WORK TO BE COMPLETED:
Below are the entries. Transcribe exactly the lines from the one with "#[derive(Debug)]" through the one with "top-level mirror class", ends included, and leave out all others.

Extracted records
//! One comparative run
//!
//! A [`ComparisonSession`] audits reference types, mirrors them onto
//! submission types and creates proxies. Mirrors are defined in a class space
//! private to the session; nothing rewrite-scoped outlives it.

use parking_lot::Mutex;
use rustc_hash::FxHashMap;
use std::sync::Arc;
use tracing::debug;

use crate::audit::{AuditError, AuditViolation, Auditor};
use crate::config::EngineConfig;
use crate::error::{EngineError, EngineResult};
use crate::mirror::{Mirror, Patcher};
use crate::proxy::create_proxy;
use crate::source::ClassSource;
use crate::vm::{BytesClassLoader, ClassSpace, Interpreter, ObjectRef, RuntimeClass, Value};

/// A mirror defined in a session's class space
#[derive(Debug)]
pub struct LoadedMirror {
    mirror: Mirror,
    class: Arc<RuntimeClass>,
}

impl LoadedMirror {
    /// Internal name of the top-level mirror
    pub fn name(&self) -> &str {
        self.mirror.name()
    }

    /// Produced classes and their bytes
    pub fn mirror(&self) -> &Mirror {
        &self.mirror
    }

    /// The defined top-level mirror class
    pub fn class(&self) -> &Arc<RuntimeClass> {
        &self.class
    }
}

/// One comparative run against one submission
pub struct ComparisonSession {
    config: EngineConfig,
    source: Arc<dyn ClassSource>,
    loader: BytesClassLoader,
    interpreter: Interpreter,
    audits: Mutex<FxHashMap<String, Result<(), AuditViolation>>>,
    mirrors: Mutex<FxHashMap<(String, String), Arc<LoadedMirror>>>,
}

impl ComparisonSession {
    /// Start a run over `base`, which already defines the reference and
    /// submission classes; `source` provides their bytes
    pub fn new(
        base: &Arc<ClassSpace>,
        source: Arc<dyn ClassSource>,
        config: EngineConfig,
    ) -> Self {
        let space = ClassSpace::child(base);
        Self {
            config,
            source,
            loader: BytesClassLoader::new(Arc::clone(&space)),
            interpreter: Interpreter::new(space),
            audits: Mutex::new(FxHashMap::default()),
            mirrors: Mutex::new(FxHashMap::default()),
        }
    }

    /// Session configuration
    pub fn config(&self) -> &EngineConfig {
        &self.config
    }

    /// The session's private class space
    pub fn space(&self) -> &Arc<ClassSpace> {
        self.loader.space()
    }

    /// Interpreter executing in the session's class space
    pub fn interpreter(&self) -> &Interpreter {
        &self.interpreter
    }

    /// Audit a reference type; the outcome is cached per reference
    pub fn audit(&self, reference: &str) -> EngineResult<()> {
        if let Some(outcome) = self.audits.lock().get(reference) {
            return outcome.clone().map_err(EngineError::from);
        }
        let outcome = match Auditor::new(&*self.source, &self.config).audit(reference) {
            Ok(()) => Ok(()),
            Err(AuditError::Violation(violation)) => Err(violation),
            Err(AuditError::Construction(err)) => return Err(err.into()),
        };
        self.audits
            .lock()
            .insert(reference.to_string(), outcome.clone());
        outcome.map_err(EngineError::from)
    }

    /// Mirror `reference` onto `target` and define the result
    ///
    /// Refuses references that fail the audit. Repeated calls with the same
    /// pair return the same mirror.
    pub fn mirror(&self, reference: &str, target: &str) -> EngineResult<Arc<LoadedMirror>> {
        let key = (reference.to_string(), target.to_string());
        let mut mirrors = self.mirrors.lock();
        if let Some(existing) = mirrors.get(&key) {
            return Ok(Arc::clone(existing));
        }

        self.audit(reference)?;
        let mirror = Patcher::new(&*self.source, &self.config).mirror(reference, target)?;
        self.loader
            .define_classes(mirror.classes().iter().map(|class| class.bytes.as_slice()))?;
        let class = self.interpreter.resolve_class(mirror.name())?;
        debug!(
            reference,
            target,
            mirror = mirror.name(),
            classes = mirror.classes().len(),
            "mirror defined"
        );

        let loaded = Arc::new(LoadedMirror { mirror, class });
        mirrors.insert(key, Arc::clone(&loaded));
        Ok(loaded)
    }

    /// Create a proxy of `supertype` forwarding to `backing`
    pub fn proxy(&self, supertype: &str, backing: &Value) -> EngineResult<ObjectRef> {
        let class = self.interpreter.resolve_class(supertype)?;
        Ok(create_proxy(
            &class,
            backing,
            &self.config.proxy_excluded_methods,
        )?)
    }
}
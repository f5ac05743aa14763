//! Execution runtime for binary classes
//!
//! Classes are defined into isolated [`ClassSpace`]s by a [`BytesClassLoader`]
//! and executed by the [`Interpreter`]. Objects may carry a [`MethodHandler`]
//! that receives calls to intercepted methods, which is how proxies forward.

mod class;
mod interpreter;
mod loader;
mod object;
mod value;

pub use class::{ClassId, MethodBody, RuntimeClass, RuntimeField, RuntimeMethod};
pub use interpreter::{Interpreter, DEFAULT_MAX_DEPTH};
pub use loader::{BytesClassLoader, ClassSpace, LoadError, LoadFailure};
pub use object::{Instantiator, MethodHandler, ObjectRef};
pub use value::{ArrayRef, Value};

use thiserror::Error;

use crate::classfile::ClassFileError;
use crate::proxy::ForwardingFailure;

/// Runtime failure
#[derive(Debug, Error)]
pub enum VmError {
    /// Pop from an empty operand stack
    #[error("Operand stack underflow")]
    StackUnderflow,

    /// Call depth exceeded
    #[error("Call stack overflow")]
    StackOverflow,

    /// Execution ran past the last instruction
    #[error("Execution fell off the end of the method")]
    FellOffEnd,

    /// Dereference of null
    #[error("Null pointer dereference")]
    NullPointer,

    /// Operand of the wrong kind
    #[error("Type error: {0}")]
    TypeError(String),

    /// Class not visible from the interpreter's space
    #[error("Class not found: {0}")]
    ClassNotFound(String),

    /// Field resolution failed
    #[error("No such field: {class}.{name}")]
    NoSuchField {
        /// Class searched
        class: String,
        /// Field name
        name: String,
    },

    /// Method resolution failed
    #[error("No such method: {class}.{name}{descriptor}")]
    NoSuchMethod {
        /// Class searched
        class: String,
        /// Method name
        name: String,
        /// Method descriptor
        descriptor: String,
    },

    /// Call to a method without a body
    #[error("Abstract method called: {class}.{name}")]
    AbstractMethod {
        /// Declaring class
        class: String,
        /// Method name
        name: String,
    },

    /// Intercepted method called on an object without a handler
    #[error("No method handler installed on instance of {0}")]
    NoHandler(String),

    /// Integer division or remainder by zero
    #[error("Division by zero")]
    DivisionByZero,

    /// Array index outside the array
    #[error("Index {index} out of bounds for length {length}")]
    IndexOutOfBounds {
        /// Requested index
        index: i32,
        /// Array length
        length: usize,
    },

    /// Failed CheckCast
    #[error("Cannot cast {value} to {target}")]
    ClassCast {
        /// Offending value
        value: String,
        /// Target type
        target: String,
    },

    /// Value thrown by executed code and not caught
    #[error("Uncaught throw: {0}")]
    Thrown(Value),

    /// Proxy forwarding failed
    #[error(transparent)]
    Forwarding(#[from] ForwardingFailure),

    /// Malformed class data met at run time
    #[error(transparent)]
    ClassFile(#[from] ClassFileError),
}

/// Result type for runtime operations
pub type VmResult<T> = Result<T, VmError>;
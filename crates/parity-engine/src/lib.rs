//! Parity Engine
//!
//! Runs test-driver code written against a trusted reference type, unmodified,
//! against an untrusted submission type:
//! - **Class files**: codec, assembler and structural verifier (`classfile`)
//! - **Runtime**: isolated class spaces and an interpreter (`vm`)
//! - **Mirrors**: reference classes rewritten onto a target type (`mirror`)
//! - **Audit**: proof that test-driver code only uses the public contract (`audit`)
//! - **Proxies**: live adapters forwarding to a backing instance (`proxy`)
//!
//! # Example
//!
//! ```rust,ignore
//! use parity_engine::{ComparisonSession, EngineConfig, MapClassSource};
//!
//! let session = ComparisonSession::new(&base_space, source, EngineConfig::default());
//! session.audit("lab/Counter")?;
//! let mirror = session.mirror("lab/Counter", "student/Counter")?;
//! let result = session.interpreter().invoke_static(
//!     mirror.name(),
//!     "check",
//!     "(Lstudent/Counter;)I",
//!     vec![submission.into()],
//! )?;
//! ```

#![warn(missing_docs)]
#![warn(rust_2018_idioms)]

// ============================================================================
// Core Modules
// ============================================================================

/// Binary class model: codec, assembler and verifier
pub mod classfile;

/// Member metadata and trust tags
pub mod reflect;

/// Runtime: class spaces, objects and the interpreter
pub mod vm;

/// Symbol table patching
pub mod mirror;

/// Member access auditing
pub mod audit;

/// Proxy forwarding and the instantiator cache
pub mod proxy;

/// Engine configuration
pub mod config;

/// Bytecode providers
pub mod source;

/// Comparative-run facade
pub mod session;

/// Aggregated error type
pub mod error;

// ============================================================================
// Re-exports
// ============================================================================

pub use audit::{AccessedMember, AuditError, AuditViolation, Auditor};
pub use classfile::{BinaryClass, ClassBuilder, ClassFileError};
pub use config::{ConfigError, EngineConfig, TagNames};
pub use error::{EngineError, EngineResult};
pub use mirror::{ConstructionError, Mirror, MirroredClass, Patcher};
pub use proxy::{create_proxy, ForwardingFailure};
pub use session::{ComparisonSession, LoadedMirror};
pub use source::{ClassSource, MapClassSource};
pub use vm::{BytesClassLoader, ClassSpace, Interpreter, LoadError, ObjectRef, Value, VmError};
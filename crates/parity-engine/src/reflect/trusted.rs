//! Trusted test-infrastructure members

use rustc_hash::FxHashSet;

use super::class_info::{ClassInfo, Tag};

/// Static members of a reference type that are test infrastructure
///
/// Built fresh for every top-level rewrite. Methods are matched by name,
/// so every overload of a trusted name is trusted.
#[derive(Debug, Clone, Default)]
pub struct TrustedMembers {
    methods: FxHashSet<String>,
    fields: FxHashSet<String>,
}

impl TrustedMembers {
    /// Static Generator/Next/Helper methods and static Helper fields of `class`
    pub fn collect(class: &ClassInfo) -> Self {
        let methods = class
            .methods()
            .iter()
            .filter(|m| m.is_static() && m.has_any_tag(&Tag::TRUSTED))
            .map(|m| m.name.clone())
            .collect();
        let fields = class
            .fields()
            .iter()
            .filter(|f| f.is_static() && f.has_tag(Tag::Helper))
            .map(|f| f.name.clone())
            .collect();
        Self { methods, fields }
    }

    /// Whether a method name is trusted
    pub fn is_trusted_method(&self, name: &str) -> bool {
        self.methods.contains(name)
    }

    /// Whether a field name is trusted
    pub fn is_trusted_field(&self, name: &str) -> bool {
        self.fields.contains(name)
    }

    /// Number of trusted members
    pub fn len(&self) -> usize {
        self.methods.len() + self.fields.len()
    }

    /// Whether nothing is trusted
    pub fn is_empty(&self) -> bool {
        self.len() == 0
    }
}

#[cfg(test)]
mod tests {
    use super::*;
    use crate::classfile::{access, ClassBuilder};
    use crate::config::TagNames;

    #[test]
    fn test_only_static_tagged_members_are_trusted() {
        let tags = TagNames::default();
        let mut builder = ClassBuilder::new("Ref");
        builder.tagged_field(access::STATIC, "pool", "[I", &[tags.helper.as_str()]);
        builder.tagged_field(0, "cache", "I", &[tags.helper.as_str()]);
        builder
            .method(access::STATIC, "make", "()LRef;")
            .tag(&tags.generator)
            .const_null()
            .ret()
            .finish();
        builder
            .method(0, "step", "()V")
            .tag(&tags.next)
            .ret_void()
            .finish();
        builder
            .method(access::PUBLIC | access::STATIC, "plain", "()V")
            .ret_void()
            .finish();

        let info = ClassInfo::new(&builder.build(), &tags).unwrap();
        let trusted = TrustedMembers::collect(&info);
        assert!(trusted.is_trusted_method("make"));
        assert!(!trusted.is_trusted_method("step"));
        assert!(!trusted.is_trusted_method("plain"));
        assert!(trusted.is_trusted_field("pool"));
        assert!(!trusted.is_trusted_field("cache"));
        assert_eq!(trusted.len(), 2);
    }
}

==

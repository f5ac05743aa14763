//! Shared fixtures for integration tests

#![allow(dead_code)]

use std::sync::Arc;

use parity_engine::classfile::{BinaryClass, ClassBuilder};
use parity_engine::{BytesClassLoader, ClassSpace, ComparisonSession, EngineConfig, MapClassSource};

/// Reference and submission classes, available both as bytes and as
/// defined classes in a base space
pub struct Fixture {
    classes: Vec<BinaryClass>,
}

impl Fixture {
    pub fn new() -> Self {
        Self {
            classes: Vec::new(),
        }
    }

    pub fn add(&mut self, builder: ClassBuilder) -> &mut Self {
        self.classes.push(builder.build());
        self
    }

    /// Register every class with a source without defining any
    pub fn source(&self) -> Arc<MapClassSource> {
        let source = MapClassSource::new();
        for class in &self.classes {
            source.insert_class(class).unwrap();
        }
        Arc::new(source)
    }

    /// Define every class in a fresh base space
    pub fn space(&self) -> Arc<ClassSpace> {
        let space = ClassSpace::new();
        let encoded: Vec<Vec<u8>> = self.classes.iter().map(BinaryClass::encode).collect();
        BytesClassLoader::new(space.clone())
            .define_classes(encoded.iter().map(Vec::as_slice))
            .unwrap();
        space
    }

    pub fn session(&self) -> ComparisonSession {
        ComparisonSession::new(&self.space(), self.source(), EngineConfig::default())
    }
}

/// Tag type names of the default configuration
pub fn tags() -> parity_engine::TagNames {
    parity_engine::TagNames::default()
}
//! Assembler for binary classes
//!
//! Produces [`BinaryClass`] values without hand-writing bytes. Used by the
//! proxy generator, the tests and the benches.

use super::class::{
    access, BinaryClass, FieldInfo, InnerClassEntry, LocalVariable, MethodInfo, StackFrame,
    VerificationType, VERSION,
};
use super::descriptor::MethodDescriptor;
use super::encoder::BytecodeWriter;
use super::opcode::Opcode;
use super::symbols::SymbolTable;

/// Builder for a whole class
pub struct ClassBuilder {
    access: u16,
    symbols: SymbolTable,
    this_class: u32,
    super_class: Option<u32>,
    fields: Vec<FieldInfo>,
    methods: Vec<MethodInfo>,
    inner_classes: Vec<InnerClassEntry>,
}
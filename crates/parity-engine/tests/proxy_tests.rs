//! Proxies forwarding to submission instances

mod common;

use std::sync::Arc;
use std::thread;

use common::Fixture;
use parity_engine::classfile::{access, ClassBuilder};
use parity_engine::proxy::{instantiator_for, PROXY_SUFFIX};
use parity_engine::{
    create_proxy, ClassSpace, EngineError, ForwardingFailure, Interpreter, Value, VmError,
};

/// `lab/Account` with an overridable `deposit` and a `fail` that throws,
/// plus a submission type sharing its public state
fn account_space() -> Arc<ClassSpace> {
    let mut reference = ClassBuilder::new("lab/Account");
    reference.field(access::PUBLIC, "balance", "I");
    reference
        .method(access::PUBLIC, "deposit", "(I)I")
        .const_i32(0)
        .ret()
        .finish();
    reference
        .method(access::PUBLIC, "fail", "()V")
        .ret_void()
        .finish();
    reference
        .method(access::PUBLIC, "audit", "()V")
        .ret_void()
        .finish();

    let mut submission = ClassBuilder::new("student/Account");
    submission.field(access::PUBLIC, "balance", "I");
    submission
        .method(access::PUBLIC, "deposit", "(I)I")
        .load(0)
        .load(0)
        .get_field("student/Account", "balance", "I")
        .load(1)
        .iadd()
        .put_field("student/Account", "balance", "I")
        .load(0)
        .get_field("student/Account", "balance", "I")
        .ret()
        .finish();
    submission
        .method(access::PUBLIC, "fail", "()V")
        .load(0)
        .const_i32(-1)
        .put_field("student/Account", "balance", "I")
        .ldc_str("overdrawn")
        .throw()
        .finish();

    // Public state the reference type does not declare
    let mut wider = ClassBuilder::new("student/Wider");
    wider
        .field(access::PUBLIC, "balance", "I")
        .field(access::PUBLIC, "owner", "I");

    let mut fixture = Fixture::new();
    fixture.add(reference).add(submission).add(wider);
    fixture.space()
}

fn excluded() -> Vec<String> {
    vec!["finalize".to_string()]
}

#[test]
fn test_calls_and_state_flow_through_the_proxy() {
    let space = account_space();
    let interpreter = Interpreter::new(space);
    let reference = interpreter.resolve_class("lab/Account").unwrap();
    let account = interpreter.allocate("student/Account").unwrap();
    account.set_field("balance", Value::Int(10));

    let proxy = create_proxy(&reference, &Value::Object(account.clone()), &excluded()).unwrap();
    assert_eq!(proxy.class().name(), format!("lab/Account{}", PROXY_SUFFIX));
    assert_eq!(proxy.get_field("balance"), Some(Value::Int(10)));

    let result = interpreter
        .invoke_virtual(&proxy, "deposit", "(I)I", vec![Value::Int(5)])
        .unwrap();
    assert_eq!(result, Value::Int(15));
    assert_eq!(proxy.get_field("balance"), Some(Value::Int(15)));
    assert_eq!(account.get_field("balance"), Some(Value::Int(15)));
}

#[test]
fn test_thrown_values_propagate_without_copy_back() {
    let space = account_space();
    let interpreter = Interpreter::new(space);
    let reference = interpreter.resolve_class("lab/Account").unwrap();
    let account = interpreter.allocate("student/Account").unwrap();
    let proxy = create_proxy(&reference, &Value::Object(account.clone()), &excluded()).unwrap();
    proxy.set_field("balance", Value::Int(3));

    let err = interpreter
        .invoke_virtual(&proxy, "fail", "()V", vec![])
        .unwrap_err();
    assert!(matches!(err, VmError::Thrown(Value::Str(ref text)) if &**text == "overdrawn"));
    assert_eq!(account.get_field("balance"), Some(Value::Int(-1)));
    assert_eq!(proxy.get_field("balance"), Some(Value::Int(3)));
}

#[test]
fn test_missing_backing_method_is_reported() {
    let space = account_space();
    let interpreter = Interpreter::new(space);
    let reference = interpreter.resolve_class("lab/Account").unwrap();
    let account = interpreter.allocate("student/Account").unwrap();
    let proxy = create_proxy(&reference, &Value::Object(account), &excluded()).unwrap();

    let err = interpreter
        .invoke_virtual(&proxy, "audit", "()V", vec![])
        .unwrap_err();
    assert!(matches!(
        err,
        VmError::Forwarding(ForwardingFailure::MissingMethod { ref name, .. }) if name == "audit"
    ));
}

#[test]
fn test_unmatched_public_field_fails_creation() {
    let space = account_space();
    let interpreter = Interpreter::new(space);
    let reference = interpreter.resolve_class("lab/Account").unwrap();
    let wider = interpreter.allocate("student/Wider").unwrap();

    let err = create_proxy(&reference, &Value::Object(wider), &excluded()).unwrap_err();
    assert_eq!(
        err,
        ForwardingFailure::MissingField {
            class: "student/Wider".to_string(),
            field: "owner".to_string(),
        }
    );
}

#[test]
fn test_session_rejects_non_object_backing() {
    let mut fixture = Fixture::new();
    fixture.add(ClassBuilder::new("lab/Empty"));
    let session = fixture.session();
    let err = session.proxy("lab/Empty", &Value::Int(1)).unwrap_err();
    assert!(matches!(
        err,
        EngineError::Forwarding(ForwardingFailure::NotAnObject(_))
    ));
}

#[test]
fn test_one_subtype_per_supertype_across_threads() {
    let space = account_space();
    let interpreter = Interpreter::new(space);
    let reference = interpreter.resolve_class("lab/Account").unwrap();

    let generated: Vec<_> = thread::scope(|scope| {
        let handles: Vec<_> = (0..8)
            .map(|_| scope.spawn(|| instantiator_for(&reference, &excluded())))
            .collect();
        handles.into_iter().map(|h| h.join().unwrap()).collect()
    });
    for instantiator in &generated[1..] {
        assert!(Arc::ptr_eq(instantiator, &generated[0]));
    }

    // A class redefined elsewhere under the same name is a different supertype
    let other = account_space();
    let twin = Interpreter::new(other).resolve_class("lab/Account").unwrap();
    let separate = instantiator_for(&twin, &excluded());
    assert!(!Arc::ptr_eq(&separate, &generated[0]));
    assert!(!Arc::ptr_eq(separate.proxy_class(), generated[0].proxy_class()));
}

---

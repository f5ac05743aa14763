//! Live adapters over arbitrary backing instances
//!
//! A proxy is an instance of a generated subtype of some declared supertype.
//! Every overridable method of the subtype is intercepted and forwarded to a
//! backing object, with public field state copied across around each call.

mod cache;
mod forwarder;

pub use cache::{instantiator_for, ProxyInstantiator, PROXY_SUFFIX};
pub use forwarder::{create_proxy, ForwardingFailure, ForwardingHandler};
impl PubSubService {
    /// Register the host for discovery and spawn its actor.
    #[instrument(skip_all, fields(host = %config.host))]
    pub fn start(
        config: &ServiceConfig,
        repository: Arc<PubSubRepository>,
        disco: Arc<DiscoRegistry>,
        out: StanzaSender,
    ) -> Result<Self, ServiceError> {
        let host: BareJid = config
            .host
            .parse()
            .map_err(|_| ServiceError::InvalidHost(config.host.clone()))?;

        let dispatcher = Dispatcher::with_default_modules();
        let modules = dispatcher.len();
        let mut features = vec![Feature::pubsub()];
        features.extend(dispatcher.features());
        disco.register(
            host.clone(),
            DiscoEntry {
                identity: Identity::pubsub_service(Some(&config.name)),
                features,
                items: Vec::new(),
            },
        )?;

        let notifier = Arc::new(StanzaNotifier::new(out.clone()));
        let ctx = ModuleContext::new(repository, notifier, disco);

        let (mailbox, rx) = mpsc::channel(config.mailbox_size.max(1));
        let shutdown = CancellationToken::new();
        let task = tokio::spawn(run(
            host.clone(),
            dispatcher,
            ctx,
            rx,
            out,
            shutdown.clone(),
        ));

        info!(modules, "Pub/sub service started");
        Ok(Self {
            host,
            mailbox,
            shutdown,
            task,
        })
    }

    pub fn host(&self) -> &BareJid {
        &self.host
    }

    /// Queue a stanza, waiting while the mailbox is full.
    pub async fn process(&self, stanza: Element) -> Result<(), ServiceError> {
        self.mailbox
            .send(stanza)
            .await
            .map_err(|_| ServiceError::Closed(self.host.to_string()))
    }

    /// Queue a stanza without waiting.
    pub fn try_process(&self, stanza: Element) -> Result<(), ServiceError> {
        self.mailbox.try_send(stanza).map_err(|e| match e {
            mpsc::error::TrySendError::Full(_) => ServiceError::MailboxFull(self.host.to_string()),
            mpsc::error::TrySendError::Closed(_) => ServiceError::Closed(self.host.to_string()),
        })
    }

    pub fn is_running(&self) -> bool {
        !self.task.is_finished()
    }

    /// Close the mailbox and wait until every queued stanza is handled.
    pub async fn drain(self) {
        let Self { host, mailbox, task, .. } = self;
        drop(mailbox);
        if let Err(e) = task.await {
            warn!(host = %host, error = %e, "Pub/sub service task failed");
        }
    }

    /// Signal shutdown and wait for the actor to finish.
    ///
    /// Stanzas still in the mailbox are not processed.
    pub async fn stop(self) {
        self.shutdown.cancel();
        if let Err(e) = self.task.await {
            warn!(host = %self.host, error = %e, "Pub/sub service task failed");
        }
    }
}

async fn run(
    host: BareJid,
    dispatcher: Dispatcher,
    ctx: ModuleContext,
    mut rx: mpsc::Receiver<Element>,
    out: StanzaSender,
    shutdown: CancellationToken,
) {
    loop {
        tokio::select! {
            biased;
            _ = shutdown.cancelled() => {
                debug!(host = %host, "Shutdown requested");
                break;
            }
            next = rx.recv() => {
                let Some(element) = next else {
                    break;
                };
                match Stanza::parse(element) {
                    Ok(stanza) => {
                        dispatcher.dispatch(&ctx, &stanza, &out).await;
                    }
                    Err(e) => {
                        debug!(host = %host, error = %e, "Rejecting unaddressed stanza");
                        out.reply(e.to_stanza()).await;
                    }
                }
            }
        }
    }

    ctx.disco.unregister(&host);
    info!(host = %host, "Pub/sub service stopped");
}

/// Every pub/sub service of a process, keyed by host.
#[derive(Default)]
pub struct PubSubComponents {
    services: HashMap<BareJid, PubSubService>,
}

EXPECTED OUTPUT:
#[derive(Debug)]
pub struct LoadedMirror {
    mirror: Mirror,
    class: Arc<RuntimeClass>,
}

impl LoadedMirror {
    /// Internal name of the top-level mirror
    pub fn name(&self) -> &str {
        self.mirror.name()
    }

    /// Produced classes and their bytes
    pub fn mirror(&self) -> &Mirror {
        &self.mirror
    }

    /// The defined top-level mirror class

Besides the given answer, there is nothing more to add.